16/07/2026
🌞 Canícula 2026 en Centroamérica. Ciencia, agricultura y sabiduría ancestral
Hoy, 15 de julio de 2026, inicia oficialmente la canícula, un período climático de gran importancia para Nicaragua y el resto de Centroamérica.
Más que un aumento extraordinario del calor, que ya forma parte del clima tropical, la canícula se distingue por la disminución temporal de las lluvias durante la estación lluviosa, con efectos directos sobre la agricultura, la disponibilidad de agua y los ecosistemas.
¿Cómo funciona la canícula en Centroamérica?
El invierno centroamericano presenta un comportamiento bimodal, es decir, dos máximos de precipitación separados por un período de menor lluvia conocido como canícula o veranillo.
🌱 Primer período lluvioso (mayo, junio, 15 julio): favorece la siembra de primera.
☀️ Canícula (15 de julio al 15 de agosto), favorece las cosechas, disminuyen las lluvias, aumentan las horas de sol y se incrementa la evapotranspiración.
🌧️ Segundo período lluvioso (16 agosto, septiembre, octubre y Novembre): corresponde a la siembra de postrera y suele ser la etapa más lluviosa del año, coincidiendo además con el período de mayor actividad ciclónica en el Caribe.
¿La canícula son 30 días completamente secos?
No. Esa es una idea muy extendida, pero la realidad atmosférica es mucho más dinámica.
Durante la canícula continúan atravesando la región ondas tropicales, bajas presiones y otros sistemas que, en ocasiones, logran romper temporalmente el dominio de los vientos alisios. Por ello, el período suele alternar entre fases más secas y episodios de lluvia.
Generalmente pueden observarse dos comportamientos:
🌦️ 1. Canícula interrumpida
Cada pocos días una onda tropical puede generar aguaceros y tormentas aisladas. Estas lluvias ayudan a reducir el estrés hídrico de los cultivos y alivian momentáneamente las altas temperaturas.
☀️ 2. Bloqueo seco
En otros momentos predominan los vientos alisios y las altas presiones, limitando la formación de nubes de desarrollo vertical. El resultado es un ambiente más seco, mayor radiación solar, temperaturas elevadas y un incremento de la evaporación del suelo.
La duración e intensidad de estas fases varían cada año según factores como el estado del océano Pacífico (El Niño o La Niña), la temperatura del Atlántico, la posición de la Zona de Convergencia Intertropical (ZCIT), el paso de ondas tropicales y otros patrones atmosféricos.
La visión de nuestros ancestros mesoamericanos
Mucho antes de que existieran satélites o modelos meteorológicos, los pueblos indígenas de Mesoamérica ya habían identificado este comportamiento estacional.
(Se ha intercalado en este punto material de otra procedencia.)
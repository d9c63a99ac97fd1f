// likeness-core - Structural comparison
// Copyright (c) 2025 Tom Waddington. MIT licensed.

//! Structural comparison of values.
//!
//! One recursive decision tree answers three questions:
//!
//! - [`compare`] / [`eq`]: do two values hold the same content?
//! - [`same_shape`]: are two values built from the same kinds?
//! - [`satisfies`](crate::satisfies): does a value fit a pattern that may
//!   contain wildcards?
//!
//! Sequences, sets and maps are compared as multisets: element order never
//! matters, duplicates count. Records compare key by key and ignore fields
//! holding callables. Callables are only equal to themselves.

mod multiset;
mod relation;
mod walk;

use std::fmt;

use likeness_value::Value;

use crate::limits::Limits;
use relation::{Content, Satisfy, Shape};
use walk::Walk;

// ============================================================================
// Outcome
// ============================================================================

/// Result of comparing two values.
#[derive(Clone, Copy, Debug, PartialEq, Eq, Hash)]
pub enum Outcome {
    /// Same content
    Equivalent,
    /// Comparable, but the content differs
    NotEquivalent,
    /// The pair cannot be compared meaningfully (different kind classes,
    /// distinct callables, depth limit reached)
    Incomparable,
}

impl Outcome {
    #[inline]
    pub fn is_equivalent(self) -> bool {
        self == Outcome::Equivalent
    }

    #[inline]
    pub(crate) fn from_bool(related: bool) -> Self {
        if related {
            Outcome::Equivalent
        } else {
            Outcome::NotEquivalent
        }
    }

    pub fn name(self) -> &'static str {
        match self {
            Outcome::Equivalent => "equivalent",
            Outcome::NotEquivalent => "not-equivalent",
            Outcome::Incomparable => "incomparable",
        }
    }
}

impl fmt::Display for Outcome {
    fn fmt(&self, f: &mut fmt::Formatter<'_>) -> fmt::Result {
        f.write_str(self.name())
    }
}

// ============================================================================
// Comparator
// ============================================================================

/// Comparison entry points bound to explicit [`Limits`].
///
/// ```
/// use likeness_core::{Comparator, Limits, Outcome, Value};
///
/// let cmp = Comparator::new(Limits::default());
/// let lhs = Value::seq(vec![Value::int(1), Value::int(2)]);
/// let rhs = Value::seq(vec![Value::int(2), Value::int(1)]);
/// assert_eq!(cmp.compare(&lhs, &rhs), Outcome::Equivalent);
/// ```
#[derive(Clone, Copy, Debug, Default, PartialEq, Eq)]
pub struct Comparator {
    limits: Limits,
}

impl Comparator {
    pub fn new(limits: Limits) -> Self {
        Comparator { limits }
    }

    /// Comparator using this thread's default limits.
    pub fn current() -> Self {
        Comparator::new(Limits::current())
    }

    pub fn limits(&self) -> Limits {
        self.limits
    }

    /// Compare the content of two values.
    pub fn compare(&self, lhs: &Value, rhs: &Value) -> Outcome {
        Walk::run(&Content, self.limits, lhs, rhs)
    }

    /// True if the two values hold the same content.
    pub fn eq(&self, lhs: &Value, rhs: &Value) -> bool {
        self.compare(lhs, rhs).is_equivalent()
    }

    /// True if the two values are built from the same kinds.
    pub fn same_shape(&self, lhs: &Value, rhs: &Value) -> bool {
        Walk::run(&Shape, self.limits, lhs, rhs).is_equivalent()
    }

    /// True if `value` fits `pattern`. `Any` in the pattern matches anything.
    pub fn satisfies(&self, value: &Value, pattern: &Value) -> bool {
        self.satisfies_if(value, pattern, true)
    }

    /// [`satisfies`](Self::satisfies) gated on an extra condition.
    pub fn satisfies_if(&self, value: &Value, pattern: &Value, condition: bool) -> bool {
        condition && Walk::run(&Satisfy, self.limits, value, pattern).is_equivalent()
    }
}

// ============================================================================
// Free functions
// ============================================================================

/// Compare two values with this thread's default limits.
pub fn compare(lhs: &Value, rhs: &Value) -> Outcome {
    Comparator::current().compare(lhs, rhs)
}

/// True if two values hold the same content.
pub fn eq(lhs: &Value, rhs: &Value) -> bool {
    Comparator::current().eq(lhs, rhs)
}

/// True if two values are built from the same kinds.
pub fn same_shape(lhs: &Value, rhs: &Value) -> bool {
    Comparator::current().same_shape(lhs, rhs)
}
// likeness-value - Tagged variants
// Copyright (c) 2025 Tom Waddington. MIT licensed.

//! Tagged variants for Option/Result-style wrappers.
//!
//! A variant is an ordinary record with two fields: the discriminant under
//! [`VARIANT_FIELD`] and the payload under [`PAYLOAD_FIELD`]. Because it is
//! a plain record, the comparator and dispatcher treat it like any other
//! record pattern.

use std::sync::Arc;

use crate::value::Value;

/// Field holding the variant tag.
pub const VARIANT_FIELD: &str = "variant";
/// Field holding the variant payload.
pub const PAYLOAD_FIELD: &str = "value";

pub const SOME: &str = "Some";
pub const NONE: &str = "None";
pub const OK: &str = "Ok";
pub const ERR: &str = "Err";

impl Value {
    /// Create a tagged variant record.
    pub fn variant(tag: impl Into<Arc<str>>, payload: Value) -> Self {
        Value::record([
            (VARIANT_FIELD, Value::Text(tag.into())),
            (PAYLOAD_FIELD, payload),
        ])
    }

    /// `Some(payload)`
    pub fn some(payload: Value) -> Self {
        Value::variant(SOME, payload)
    }

    /// `None`, with an absent payload
    pub fn none() -> Self {
        Value::variant(NONE, Value::Absent)
    }

    /// `Ok(payload)`
    pub fn ok(payload: Value) -> Self {
        Value::variant(OK, payload)
    }

    /// `Err(payload)`
    pub fn err(payload: Value) -> Self {
        Value::variant(ERR, payload)
    }

    /// Get the variant tag if this value is a tagged variant.
    pub fn variant_tag(&self) -> Option<&str> {
        let record = self.as_record()?;
        if record.len() != 2 || !record.contains_key(PAYLOAD_FIELD) {
            return None;
        }
        record.get(VARIANT_FIELD)?.as_text()
    }

    /// Get the variant payload if this value is a tagged variant.
    pub fn variant_payload(&self) -> Option<&Value> {
        self.variant_tag()?;
        self.as_record()?.get(PAYLOAD_FIELD)
    }
}
// likeness-core - Comparison relations
// Copyright (c) 2025 Tom Waddington. MIT licensed.

//! The three relations plugged into the comparison walker.
//!
//! - [`Content`]: structural equality
//! - [`Shape`]: kind compatibility
//! - [`Satisfy`]: content equality where the right side may hold wildcards

use likeness_value::{Callable, Value, int_eq_float};

use super::Outcome;

/// How container elements must correspond.
#[derive(Clone, Copy, Debug, PartialEq, Eq)]
pub(crate) enum Correspondence {
    /// Equal lengths and a perfect pairing of elements
    OneToOne,
    /// Every element has some partner on the other side
    Covering,
}

/// Leaf rules for one relation. The walker owns the recursion.
pub(crate) trait Relation {
    /// Relate two primitives, neither of them null.
    fn primitives(&self, lhs: &Value, rhs: &Value) -> Outcome;

    /// Relate two callables.
    fn callables(&self, lhs: &Callable, rhs: &Callable) -> Outcome;

    /// Whether a record field with this value takes part in the comparison.
    fn counts_field(&self, value: &Value) -> bool;

    fn correspondence(&self) -> Correspondence;

    /// Whether a right-side `Any` matches everything.
    fn wildcards(&self) -> bool {
        false
    }
}

#[derive(Clone, Copy, Debug, Default)]
pub(crate) struct Content;

impl Relation for Content {
    fn primitives(&self, lhs: &Value, rhs: &Value) -> Outcome {
        let same = match (lhs, rhs) {
            (Value::Absent, Value::Absent) | (Value::Any, Value::Any) => true,
            (Value::Bool(a), Value::Bool(b)) => a == b,
            (Value::Text(a), Value::Text(b)) => a == b,
            (Value::Int(a), Value::Int(b)) => a == b,
            (Value::Int(a), Value::Float(b)) | (Value::Float(b), Value::Int(a)) => {
                int_eq_float(*a, *b)
            }
            (Value::Float(a), Value::Float(b)) => a == b || (a.is_nan() && b.is_nan()),
            _ => false,
        };
        Outcome::from_bool(same)
    }

    fn callables(&self, lhs: &Callable, rhs: &Callable) -> Outcome {
        if lhs.same_identity(rhs) {
            Outcome::Equivalent
        } else {
            Outcome::Incomparable
        }
    }

    fn counts_field(&self, value: &Value) -> bool {
        !value.is_callable()
    }

    fn correspondence(&self) -> Correspondence {
        Correspondence::OneToOne
    }
}

#[derive(Clone, Copy, Debug, Default)]
pub(crate) struct Shape;

impl Relation for Shape {
    fn primitives(&self, lhs: &Value, rhs: &Value) -> Outcome {
        Outcome::from_bool(lhs.kind() == rhs.kind())
    }

    fn callables(&self, _lhs: &Callable, _rhs: &Callable) -> Outcome {
        Outcome::Equivalent
    }

    // Callable fields are part of a record's shape
    fn counts_field(&self, _value: &Value) -> bool {
        true
    }

    fn correspondence(&self) -> Correspondence {
        Correspondence::Covering
    }
}

#[derive(Clone, Copy, Debug, Default)]
pub(crate) struct Satisfy;

impl Relation for Satisfy {
    fn primitives(&self, lhs: &Value, rhs: &Value) -> Outcome {
        Content.primitives(lhs, rhs)
    }

    fn callables(&self, lhs: &Callable, rhs: &Callable) -> Outcome {
        Content.callables(lhs, rhs)
    }

    fn counts_field(&self, value: &Value) -> bool {
        Content.counts_field(value)
    }

    fn correspondence(&self) -> Correspondence {
        Correspondence::OneToOne
    }

    fn wildcards(&self) -> bool {
        true
    }
}
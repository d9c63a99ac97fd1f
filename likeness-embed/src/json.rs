// likeness-embed - JSON conversion
// Copyright (c) 2025 Tom Waddington. MIT licensed.

//! Conversion between JSON documents and likeness values.
//!
//! | JSON | Value |
//! |------|-------|
//! | `null` | `Null` |
//! | `true` / `false` | `Bool` |
//! | integer that fits `i64` | `Int` |
//! | any other number | `Float` |
//! | string | `Text` |
//! | array | `Seq` |
//! | object | `Record` |
//!
//! Going back, sets become arrays, maps with text keys become objects (other
//! maps become arrays of `[key, value]` pairs), timestamps become RFC 3339
//! strings and boxes are transparent. Absent record fields are left out.
//! Callables, pending values and wildcards have no JSON form.

use chrono::SecondsFormat;
use likeness_core::{Error, Kind, Result, Value, Vector};
use serde_json::{Map, Number, Value as Json};

/// Convert a JSON document into a value.
pub fn from_json(json: &Json) -> Value {
    convert(json, None)
}

/// Convert a JSON document into a pattern: strings equal to `wildcard`
/// become [`Value::Any`] at any depth.
pub fn pattern_from_json(json: &Json, wildcard: &str) -> Value {
    convert(json, Some(wildcard))
}

/// Parse JSON text into a value.
pub fn parse_json(text: &str) -> Result<Value> {
    let json: Json = serde_json::from_str(text).map_err(Error::invalid_json)?;
    Ok(from_json(&json))
}

fn convert(json: &Json, wildcard: Option<&str>) -> Value {
    match json {
        Json::Null => Value::Null,
        Json::Bool(b) => Value::Bool(*b),
        Json::Number(n) => match n.as_i64() {
            Some(i) => Value::int(i),
            None => Value::float(n.as_f64().unwrap_or(f64::NAN)),
        },
        Json::String(s) if wildcard == Some(s.as_str()) => Value::Any,
        Json::String(s) => Value::text(s.as_str()),
        Json::Array(items) => Value::seq(items.iter().map(|j| convert(j, wildcard)).collect()),
        Json::Object(fields) => Value::record(
            fields
                .iter()
                .map(|(k, v)| (k.as_str(), convert(v, wildcard))),
        ),
    }
}

/// Convert a value into a JSON document.
pub fn to_json(value: &Value) -> Result<Json> {
    Ok(match value {
        Value::Absent | Value::Null => Json::Null,
        Value::Bool(b) => Json::Bool(*b),
        Value::Int(n) => Json::Number(Number::from(*n)),
        // Non-finite floats have no JSON number
        Value::Float(n) => Number::from_f64(*n).map_or(Json::Null, Json::Number),
        Value::Text(s) => Json::String(s.to_string()),
        Value::Seq(items) | Value::Set(items) => {
            Json::Array(items.iter().map(to_json).collect::<Result<_>>()?)
        }
        Value::Map(pairs) => map_to_json(pairs)?,
        Value::Timestamp(at) => Json::String(at.to_rfc3339_opts(SecondsFormat::AutoSi, true)),
        Value::Record(record) => {
            let mut object = Map::new();
            for (key, field) in record.iter() {
                if !matches!(field, Value::Absent) {
                    object.insert(key.to_string(), to_json(field)?);
                }
            }
            Json::Object(object)
        }
        Value::Boxed(inner) => to_json(inner)?,
        Value::Callable(_) | Value::Pending(_) | Value::Any => {
            return Err(Error::Unrepresentable {
                kind: value.kind(),
            });
        }
    })
}

fn map_to_json(pairs: &Vector<(Value, Value)>) -> Result<Json> {
    if pairs.iter().all(|(k, _)| k.kind() == Kind::Text) {
        let mut object = Map::new();
        for (key, value) in pairs.iter() {
            let key = key.as_text().unwrap_or_default().to_string();
            object.insert(key, to_json(value)?);
        }
        Ok(Json::Object(object))
    } else {
        let entries = pairs
            .iter()
            .map(|(k, v)| Ok(Json::Array(vec![to_json(k)?, to_json(v)?])))
            .collect::<Result<_>>()?;
        Ok(Json::Array(entries))
    }
}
Los pueblos chorotegas, nicaraos, mayas y otros agricultores mesoamericanos observaban cuidadosamente el movimiento del Sol, las estrellas, los vientos, las aves, los insectos y el comportamiento de las plantas para anticipar los cambios del clima.
La canícula era entendida como una pausa natural del invierno, un tiempo para observar los cultivos, Cosechar, limpiar las parcelas y prepararse para el retorno de las grandes lluvias. No era vista como un desastre, sino como parte del equilibrio de los ciclos de la naturaleza.
Esta sabiduría ancestral, transmitida de generación en generación, hoy encuentra respaldo en la meteorología moderna, que explica el fenómeno mediante la interacción entre la atmósfera, los océanos y la circulación tropical.
Una mirada para 2026
La canícula de este año deberá vigilarse de cerca, ya que su intensidad puede influir en el desarrollo de los cultivos de primera y en la planificación de la siembra de postrera.
Como siempre, la naturaleza mantiene la última palabra. La ciencia nos permite comprender sus procesos, mientras que la experiencia acumulada por nuestros agricultores y pueblos originarios nos recuerda que observar el cielo, la tierra y los ciclos naturales sigue siendo una herramienta invaluable para convivir con el clima.